|Power outage events often have power spikes or surges associated with them - those things can cause damage.|
To greatly lessen the chance of a power spike or surge damaging something, you should always have your computer, and everything that plugs into the computer that plugs into AC, whether directly or indirectly via a power adapter, AND the cable that connects the computer to the internet, plugged into something that protects against power surges and spikes, such as a protected power bar or UPS device.
Do you have your computer, etc., plugged into such (a) device(s)??
""This disc is not formatted to play in this region""
Did you quote the exact message?
That doesn't mean the DVD is not formatted - if it's a pre-recorded "factory" DVD that's impossible - it means Vista thinks the region is set wrong, either because of a software problem in Vista, or the DVD drive is damaged.

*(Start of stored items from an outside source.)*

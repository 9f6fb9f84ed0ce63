#![cfg_attr(feature = "fail-on-warnings", deny(warnings))]
#![warn(clippy::all, clippy::pedantic, clippy::nursery, clippy::cargo)]
#![allow(clippy::multiple_crate_versions)]

//! Incident attribute enumerations.
//!
//! Every incident carries five categorical attributes: crime type, severity,
//! precinct, weather and motive. Their domains are fixed here so that
//! one-hot encodings stay stable regardless of which values happen to appear
//! in a given batch. Each enum exposes its full domain through
//! [`Categorical::domain`] and a zero-based ordinal matching the integer codes
//! used by the incident store.

use serde::{Deserialize, Serialize};
use strum_macros::{AsRefStr, Display, EnumString};

/// Shared behavior of the fixed incident attribute domains.
pub trait Categorical: Copy + Eq + Sized + 'static {
    /// Returns every variant in ordinal order.
    fn domain() -> &'static [Self];

    /// Zero-based position of this variant within [`Self::domain`].
    fn ordinal(self) -> usize;
}

/// Offense classification of an incident.
#[derive(
    Debug,
    Clone,
    Copy,
    PartialEq,
    Eq,
    PartialOrd,
    Ord,
    Hash,
    Serialize,
    Deserialize,
    Display,
    EnumString,
    AsRefStr,
)]
#[serde(rename_all = "SCREAMING_SNAKE_CASE")]
#[strum(serialize_all = "SCREAMING_SNAKE_CASE", ascii_case_insensitive)]
pub enum CrimeType {
    Arson = 0,
    Assault = 1,
    Burglary = 2,
    Corruption = 3,
    Counterfeiting = 4,
    CyberCrime = 5,
    DomesticViolence = 6,
    DrugTrafficking = 7,
    Embezzlement = 8,
    Extortion = 9,
    Fraud = 10,
    HumanTrafficking = 11,
    Homicide = 12,
    IllegalPossessionOfFirearms = 13,
    Kidnapping = 14,
    Murder = 15,
    Rape = 16,
    Robbery = 17,
    Theft = 18,
    Vandalism = 19,
}

impl CrimeType {
    /// Returns all variants of this enum.
    #[must_use]
    pub const fn all() -> &'static [Self] {
        &[
            Self::Arson,
            Self::Assault,
            Self::Burglary,
            Self::Corruption,
            Self::Counterfeiting,
            Self::CyberCrime,
            Self::DomesticViolence,
            Self::DrugTrafficking,
            Self::Embezzlement,
            Self::Extortion,
            Self::Fraud,
            Self::HumanTrafficking,
            Self::Homicide,
            Self::IllegalPossessionOfFirearms,
            Self::Kidnapping,
            Self::Murder,
            Self::Rape,
            Self::Robbery,
            Self::Theft,
            Self::Vandalism,
        ]
    }
}

impl Categorical for CrimeType {
    fn domain() -> &'static [Self] {
        Self::all()
    }

    fn ordinal(self) -> usize {
        self as usize
    }
}

/// Assessed seriousness of an incident.
#[derive(
    Debug,
    Clone,
    Copy,
    PartialEq,
    Eq,
    PartialOrd,
    Ord,
    Hash,
    Serialize,
    Deserialize,
    Display,
    EnumString,
    AsRefStr,
)]
#[serde(rename_all = "SCREAMING_SNAKE_CASE")]
#[strum(serialize_all = "SCREAMING_SNAKE_CASE", ascii_case_insensitive)]
pub enum Severity {
    /// Minor offenses with no injury or small losses
    Low = 0,
    /// Offenses with limited harm
    Medium = 1,
    /// Serious offenses (injury, significant loss)
    High = 2,
    /// Life-threatening or fatal offenses
    Critical = 3,
}

impl Severity {
    /// Returns all variants of this enum.
    #[must_use]
    pub const fn all() -> &'static [Self] {
        &[Self::Low, Self::Medium, Self::High, Self::Critical]
    }
}

impl Categorical for Severity {
    fn domain() -> &'static [Self] {
        Self::all()
    }

    fn ordinal(self) -> usize {
        self as usize
    }
}

/// Police district (barangay) an incident was reported in.
#[derive(
    Debug,
    Clone,
    Copy,
    PartialEq,
    Eq,
    PartialOrd,
    Ord,
    Hash,
    Serialize,
    Deserialize,
    Display,
    EnumString,
    AsRefStr,
)]
#[serde(rename_all = "SCREAMING_SNAKE_CASE")]
#[strum(serialize_all = "SCREAMING_SNAKE_CASE", ascii_case_insensitive)]
pub enum Precinct {
    Alabang = 0,
    AyalaAlabang = 1,
    Bayanan = 2,
    Buli = 3,
    Cupang = 4,
    Poblacion = 5,
    Putatan = 6,
    Sucat = 7,
    Tunasan = 8,
}

impl Precinct {
    /// Returns all variants of this enum.
    #[must_use]
    pub const fn all() -> &'static [Self] {
        &[
            Self::Alabang,
            Self::AyalaAlabang,
            Self::Bayanan,
            Self::Buli,
            Self::Cupang,
            Self::Poblacion,
            Self::Putatan,
            Self::Sucat,
            Self::Tunasan,
        ]
    }
}

impl Categorical for Precinct {
    fn domain() -> &'static [Self] {
        Self::all()
    }

    fn ordinal(self) -> usize {
        self as usize
    }
}

/// Weather conditions at the time of an incident.
#[derive(
    Debug,
    Clone,
    Copy,
    PartialEq,
    Eq,
    PartialOrd,
    Ord,
    Hash,
    Serialize,
    Deserialize,
    Display,
    EnumString,
    AsRefStr,
)]
#[serde(rename_all = "SCREAMING_SNAKE_CASE")]
#[strum(serialize_all = "SCREAMING_SNAKE_CASE", ascii_case_insensitive)]
pub enum Weather {
    Clear = 0,
    Cloudy = 1,
    Rain = 2,
    Thunderstorm = 3,
    Fog = 4,
    Typhoon = 5,
}

impl Weather {
    /// Returns all variants of this enum.
    #[must_use]
    pub const fn all() -> &'static [Self] {
        &[
            Self::Clear,
            Self::Cloudy,
            Self::Rain,
            Self::Thunderstorm,
            Self::Fog,
            Self::Typhoon,
        ]
    }
}

impl Categorical for Weather {
    fn domain() -> &'static [Self] {
        Self::all()
    }

    fn ordinal(self) -> usize {
        self as usize
    }
}

/// Recorded motive behind an incident.
#[derive(
    Debug,
    Clone,
    Copy,
    PartialEq,
    Eq,
    PartialOrd,
    Ord,
    Hash,
    Serialize,
    Deserialize,
    Display,
    EnumString,
    AsRefStr,
)]
#[serde(rename_all = "SCREAMING_SNAKE_CASE")]
#[strum(serialize_all = "SCREAMING_SNAKE_CASE", ascii_case_insensitive)]
pub enum Motive {
    Anger = 0,
    Greed = 1,
    Jealousy = 2,
    Revenge = 3,
    Political = 4,
    SubstanceInfluence = 5,
    SelfDefense = 6,
    /// Motive not determined at time of report
    Unknown = 7,
}

impl Motive {
    /// Returns all variants of this enum.
    #[must_use]
    pub const fn all() -> &'static [Self] {
        &[
            Self::Anger,
            Self::Greed,
            Self::Jealousy,
            Self::Revenge,
            Self::Political,
            Self::SubstanceInfluence,
            Self::SelfDefense,
            Self::Unknown,
        ]
    }
}

impl Categorical for Motive {
    fn domain() -> &'static [Self] {
        Self::all()
    }

    fn ordinal(self) -> usize {
        self as usize
    }
}
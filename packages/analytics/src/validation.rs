//! Holdout backtesting of the forecasting engine.

use crime_analytics_models::{
    ForecastParameters, ForecastValidationResult, MonthlySeries, SeriesValidation,
};

use crate::AnalyticsError;
use crate::forecast;
use crate::metrics::compute_metrics;

/// Months held out from the end of each series.
pub const HOLDOUT_MONTHS: usize = 6;

/// Fewest points a series needs to be backtested.
pub const MIN_VALIDATION_HISTORY: usize = 24;

/// Pooled MAPE (percent) below which the model is considered reliable.
const RELIABLE_MAPE: f64 = 25.0;

/// Pooled MAPE (percent) above which a high-error warning is added.
const HIGH_ERROR_MAPE: f64 = 50.0;

/// Backtests every series: fit on all but the last six months, forecast six
/// and compare against the held-out actuals.
///
/// # Errors
///
/// Returns [`AnalyticsError::InvalidParameter`] for out-of-range forecast
/// parameters.
pub fn validate_series(
    series: &[MonthlySeries],
    params: &ForecastParameters,
) -> Result<ForecastValidationResult, AnalyticsError> {
    forecast::validate_parameters(params)?;

    let mut warnings = Vec::new();
    let mut validated = Vec::new();
    let mut pooled = Vec::new();

    for s in series {
        let values = s.values();
        if values.len() < MIN_VALIDATION_HISTORY {
            log::warn!(
                "Skipping validation for {}: {} months of history, need {MIN_VALIDATION_HISTORY}",
                s.key,
                values.len()
            );
            warnings.push(format!(
                "Series {} skipped: {} months of history, at least {MIN_VALIDATION_HISTORY} required",
                s.key,
                values.len()
            ));
            continue;
        }

        let (train, holdout) = values.split_at(values.len() - HOLDOUT_MONTHS);
        let projection = forecast::project(train, HOLDOUT_MONTHS, params)?;
        let pairs: Vec<(f64, f64)> = holdout
            .iter()
            .copied()
            .zip(projection.values.iter().map(|v| v.forecast))
            .collect();

        let metrics = compute_metrics(&pairs);
        log::debug!(
            "Backtest {}: MAPE {:.2}%, MAE {:.3}",
            s.key,
            metrics.mean_absolute_percentage_error,
            metrics.mean_absolute_error
        );
        pooled.extend(pairs);
        validated.push(SeriesValidation {
            precinct: s.key.precinct,
            crime_type: s.key.crime_type,
            metrics,
        });
    }

    let metrics = compute_metrics(&pooled);
    let mape = metrics.mean_absolute_percentage_error;

    if validated.is_empty() {
        warnings.push(format!(
            "No series had enough history for validation (at least {MIN_VALIDATION_HISTORY} months required)"
        ));
    } else if mape > HIGH_ERROR_MAPE {
        warnings.push(format!(
            "High forecast error: MAPE {mape:.1}% exceeds {HIGH_ERROR_MAPE:.0}%"
        ));
    }

    let is_reliable = !validated.is_empty() && mape < RELIABLE_MAPE;
    log::info!(
        "Validated {} of {} series; pooled MAPE {mape:.2}%, reliable: {is_reliable}",
        validated.len(),
        series.len()
    );

    Ok(ForecastValidationResult {
        is_reliable,
        metrics,
        series: validated,
        warnings,
    })
}

#[cfg(test)]
mod tests {
    use super::*;
    use crate::aggregate::next_month;
    use crime_analytics_crime_models::{CrimeType, Precinct};
    use crime_analytics_models::{MonthlyPoint, SeriesKey};

    fn series(precinct: Precinct, counts: &[u64]) -> MonthlySeries {
        let mut month = (2021, 1);
        MonthlySeries {
            key: SeriesKey {
                precinct,
                crime_type: CrimeType::Theft,
            },
            points: counts
                .iter()
                .map(|&count| {
                    let point = MonthlyPoint {
                        year: month.0,
                        month: month.1,
                        count,
                    };
                    month = next_month(month.0, month.1);
                    point
                })
                .collect(),
        }
    }

    #[test]
    fn zero_noise_series_is_reliable() {
        let result = validate_series(
            &[series(Precinct::Sucat, &[9; 30])],
            &ForecastParameters::default(),
        )
        .unwrap();

        assert!(result.is_reliable);
        assert!((result.metrics.accuracy - 1.0).abs() < 1e-6);
        assert_eq!(result.series.len(), 1);
        assert!(result.warnings.is_empty(), "{:?}", result.warnings);
    }

    #[test]
    fn zero_noise_trend_and_season_are_reliable() {
        let trend: Vec<u64> = (10..40).collect();
        let cycle = [24, 22, 18, 16, 18, 22];
        let seasonal: Vec<u64> = (0..30).map(|t| cycle[t % 6]).collect();

        let result = validate_series(
            &[
                series(Precinct::Sucat, &trend),
                series(Precinct::Buli, &seasonal),
            ],
            &ForecastParameters::default(),
        )
        .unwrap();

        assert_eq!(result.series.len(), 2);
        for s in &result.series {
            assert!(
                s.metrics.mean_absolute_error < 1e-6,
                "{:?}: {:?}",
                s.precinct,
                s.metrics
            );
        }
        assert!(result.is_reliable);
        assert!((result.metrics.accuracy - 1.0).abs() < 1e-6);
    }

    #[test]
    fn short_series_skipped_with_warning() {
        let result = validate_series(
            &[
                series(Precinct::Sucat, &[9; 30]),
                series(Precinct::Buli, &[4; 12]),
            ],
            &ForecastParameters::default(),
        )
        .unwrap();

        assert_eq!(result.series.len(), 1);
        assert_eq!(result.series[0].precinct, Precinct::Sucat);
        assert_eq!(result.warnings.len(), 1);
        assert!(result.warnings[0].contains("skipped"));
    }

    #[test]
    fn nothing_validated_is_unreliable() {
        let result = validate_series(
            &[series(Precinct::Buli, &[4; 12])],
            &ForecastParameters::default(),
        )
        .unwrap();

        assert!(!result.is_reliable);
        assert!(result.series.is_empty());
        assert!(result.warnings.iter().any(|w| w.contains("No series")));
    }

    #[test]
    fn regime_change_flags_high_error() {
        let mut counts = vec![40; 24];
        counts.extend([2; 6]);
        let result = validate_series(
            &[series(Precinct::Sucat, &counts)],
            &ForecastParameters::default(),
        )
        .unwrap();

        assert!(!result.is_reliable);
        assert!(result.warnings.iter().any(|w| w.contains("High forecast error")));
    }

    #[test]
    fn parameters_checked_first() {
        let params = ForecastParameters {
            horizon: 0,
            ..ForecastParameters::default()
        };
        assert!(matches!(
            validate_series(&[], &params),
            Err(AnalyticsError::InvalidParameter { .. })
        ));
    }
}
//! Request-level analytics operations.
//!
//! [`AnalyticsEngine`] wires the pipeline stages together and carries the
//! per-request progress sink and cancellation flag. The free functions at
//! the bottom of this module run the same operations with a silent,
//! never-cancelled engine.

use std::sync::Arc;

use crime_analytics_models::{
    ClusterGroup, ClusterParams, ClusterResult, DataQualityAssessment, FeatureRecord,
    ForecastParameters, ForecastResponse, ForecastValidationResult,
};
use rayon::prelude::*;

use crate::AnalyticsError;
use crate::aggregate::monthly_series;
use crate::cancel::CancellationFlag;
use crate::clustering::cluster_vectors;
use crate::encoder::encode;
use crate::enrich::{assignments, enrich};
use crate::forecast::{self, MIN_HISTORY, forecast_series};
use crate::metrics::compute_metrics;
use crate::progress::{ProgressCallback, null_progress};
use crate::{quality, validation};

/// Entry point for clustering, forecasting and data-quality requests.
///
/// Holds no analytical state between calls.
#[derive(Clone)]
pub struct AnalyticsEngine {
    progress: Arc<dyn ProgressCallback>,
    cancel: CancellationFlag,
}

impl Default for AnalyticsEngine {
    fn default() -> Self {
        Self {
            progress: null_progress(),
            cancel: CancellationFlag::new(),
        }
    }
}

impl AnalyticsEngine {
    /// Creates an engine that reports nothing and is never cancelled.
    #[must_use]
    pub fn new() -> Self {
        Self::default()
    }

    /// Reports clustering runs and forecast series to `progress`.
    #[must_use]
    pub fn with_progress(mut self, progress: Arc<dyn ProgressCallback>) -> Self {
        self.progress = progress;
        self
    }

    /// Stops in-flight requests once `cancel` is raised.
    #[must_use]
    pub fn with_cancellation(mut self, cancel: CancellationFlag) -> Self {
        self.cancel = cancel;
        self
    }

    /// Clusters `records` and returns one assignment per record, in input
    /// order.
    ///
    /// # Errors
    ///
    /// * [`AnalyticsError::InsufficientData`] if `records` is empty or K
    ///   exceeds the number of distinct feature vectors
    /// * [`AnalyticsError::InvalidFeature`] for an unknown feature name
    /// * [`AnalyticsError::InvalidParameter`] if K or R is 0
    /// * [`AnalyticsError::Cancelled`] if the request is cancelled
    pub fn cluster(
        &self,
        records: &[FeatureRecord],
        params: &ClusterParams,
    ) -> Result<ClusterResult, AnalyticsError> {
        log::info!(
            "Clustering {} records (k={}, runs={}, seed={})",
            records.len(),
            params.number_of_clusters,
            params.number_of_runs,
            params.seed
        );

        let batch = encode(records, params.features.as_deref())?;
        self.progress.set_message("Clustering".to_string());
        let outcome = cluster_vectors(
            &batch.vectors,
            params,
            self.progress.as_ref(),
            &self.cancel,
        )?;

        Ok(ClusterResult {
            assignments: assignments(records, &outcome.labels),
            cluster_count: outcome.cluster_count,
            inertia: outcome.inertia,
        })
    }

    /// Clusters `records` and groups the enriched assignments by cluster id.
    ///
    /// # Errors
    ///
    /// Same as [`Self::cluster`].
    pub fn cluster_grouped(
        &self,
        records: &[FeatureRecord],
        params: &ClusterParams,
    ) -> Result<Vec<ClusterGroup>, AnalyticsError> {
        let result = self.cluster(records, params)?;
        let groups = enrich(&result.assignments, records);
        log::info!(
            "Grouped {} assignments into {} clusters",
            result.assignments.len(),
            groups.len()
        );
        Ok(groups)
    }

    /// Forecasts every `(precinct, crime type)` series with at least 12
    /// months of history.
    ///
    /// # Errors
    ///
    /// * [`AnalyticsError::InvalidParameter`] for an out-of-range horizon
    ///   or confidence level
    /// * [`AnalyticsError::InsufficientData`] if `groups` holds no incidents
    ///   or no series has enough history
    /// * [`AnalyticsError::Cancelled`] if the request is cancelled
    pub fn forecast(
        &self,
        groups: &[ClusterGroup],
        params: &ForecastParameters,
    ) -> Result<ForecastResponse, AnalyticsError> {
        forecast::validate_parameters(params)?;
        require_items(groups, "forecasting")?;

        let (eligible, short): (Vec<_>, Vec<_>) = monthly_series(groups)
            .into_iter()
            .partition(|s| s.points.len() >= MIN_HISTORY);
        for s in &short {
            log::warn!(
                "Skipping forecast for {}: {} months of history, need {MIN_HISTORY}",
                s.key,
                s.points.len()
            );
        }
        if eligible.is_empty() {
            return Err(AnalyticsError::insufficient(format!(
                "no series has at least {MIN_HISTORY} months of history"
            )));
        }

        log::info!(
            "Forecasting {} series {} months ahead with {} ({} skipped)",
            eligible.len(),
            params.horizon,
            params.model_type,
            short.len()
        );
        self.progress.set_message("Forecasting".to_string());
        self.progress.set_total(eligible.len() as u64);

        let results = eligible
            .par_iter()
            .map(|s| {
                self.cancel.check()?;
                let result = forecast_series(s, params)?;
                self.progress.inc(1);
                Ok(result)
            })
            .collect::<Result<Vec<_>, AnalyticsError>>()?;

        let mut series = Vec::with_capacity(results.len());
        let mut pairs = Vec::new();
        for (forecast, fitted) in results {
            series.push(forecast);
            pairs.extend(fitted);
        }
        let metrics = compute_metrics(&pairs);
        self.progress.finish(format!("Forecast {} series", series.len()));

        Ok(ForecastResponse {
            series,
            metrics,
            skipped_series: short.len(),
            parameters: params.clone(),
        })
    }

    /// Backtests the forecasting engine on the last six months of every
    /// series with at least 24 months of history.
    ///
    /// # Errors
    ///
    /// * [`AnalyticsError::InvalidParameter`] for out-of-range parameters
    /// * [`AnalyticsError::InsufficientData`] if `groups` holds no incidents
    pub fn validate_forecast_model(
        &self,
        groups: &[ClusterGroup],
        params: &ForecastParameters,
    ) -> Result<ForecastValidationResult, AnalyticsError> {
        forecast::validate_parameters(params)?;
        require_items(groups, "validation")?;
        self.cancel.check()?;

        validation::validate_series(&monthly_series(groups), params)
    }

    /// Scores the dataset's fitness for forecasting.
    #[must_use]
    #[allow(clippy::unused_self)]
    pub fn assess_data_quality(&self, groups: &[ClusterGroup]) -> DataQualityAssessment {
        quality::assess(groups)
    }
}

fn require_items(groups: &[ClusterGroup], purpose: &str) -> Result<(), AnalyticsError> {
    if groups.iter().all(|g| g.cluster_items.is_empty()) {
        return Err(AnalyticsError::insufficient(format!(
            "cluster data is required for {purpose}"
        )));
    }
    Ok(())
}

/// Runs [`AnalyticsEngine::cluster`] with a default engine.
///
/// # Errors
///
/// See [`AnalyticsEngine::cluster`].
pub fn cluster(
    records: &[FeatureRecord],
    params: &ClusterParams,
) -> Result<ClusterResult, AnalyticsError> {
    AnalyticsEngine::default().cluster(records, params)
}

/// Runs [`AnalyticsEngine::cluster_grouped`] with a default engine.
///
/// # Errors
///
/// See [`AnalyticsEngine::cluster`].
pub fn cluster_grouped(
    records: &[FeatureRecord],
    params: &ClusterParams,
) -> Result<Vec<ClusterGroup>, AnalyticsError> {
    AnalyticsEngine::default().cluster_grouped(records, params)
}

/// Runs [`AnalyticsEngine::forecast`] with a default engine.
///
/// # Errors
///
/// See [`AnalyticsEngine::forecast`].
pub fn forecast(
    groups: &[ClusterGroup],
    params: &ForecastParameters,
) -> Result<ForecastResponse, AnalyticsError> {
    AnalyticsEngine::default().forecast(groups, params)
}

/// Runs [`AnalyticsEngine::validate_forecast_model`] with a default engine.
///
/// # Errors
///
/// See [`AnalyticsEngine::validate_forecast_model`].
pub fn validate_forecast_model(
    groups: &[ClusterGroup],
    params: &ForecastParameters,
) -> Result<ForecastValidationResult, AnalyticsError> {
    AnalyticsEngine::default().validate_forecast_model(groups, params)
}

/// Runs [`AnalyticsEngine::assess_data_quality`] with a default engine.
#[must_use]
pub fn assess_data_quality(groups: &[ClusterGroup]) -> DataQualityAssessment {
    AnalyticsEngine::default().assess_data_quality(groups)
}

If it is a pre-recorded "factory" DVD it probably still works fine in other computers and DVD players.
The power outage may have damaged data in the Vista installation.
Try running System File Checker.
When it's finished, reboot the computer, and see if your problem is still there.
The power outage may have damaged the circuits on the DVD drive, and/or the firmware on the DVD drive.
You can go into Device Manager, and in the Properties for the DVD drive model, you can change the region, but only a limited number of times per particular DVD drive, then you can no longer change the region. If you can't change the region to what it should be, the firmware for the drive is damaged - replace the drive.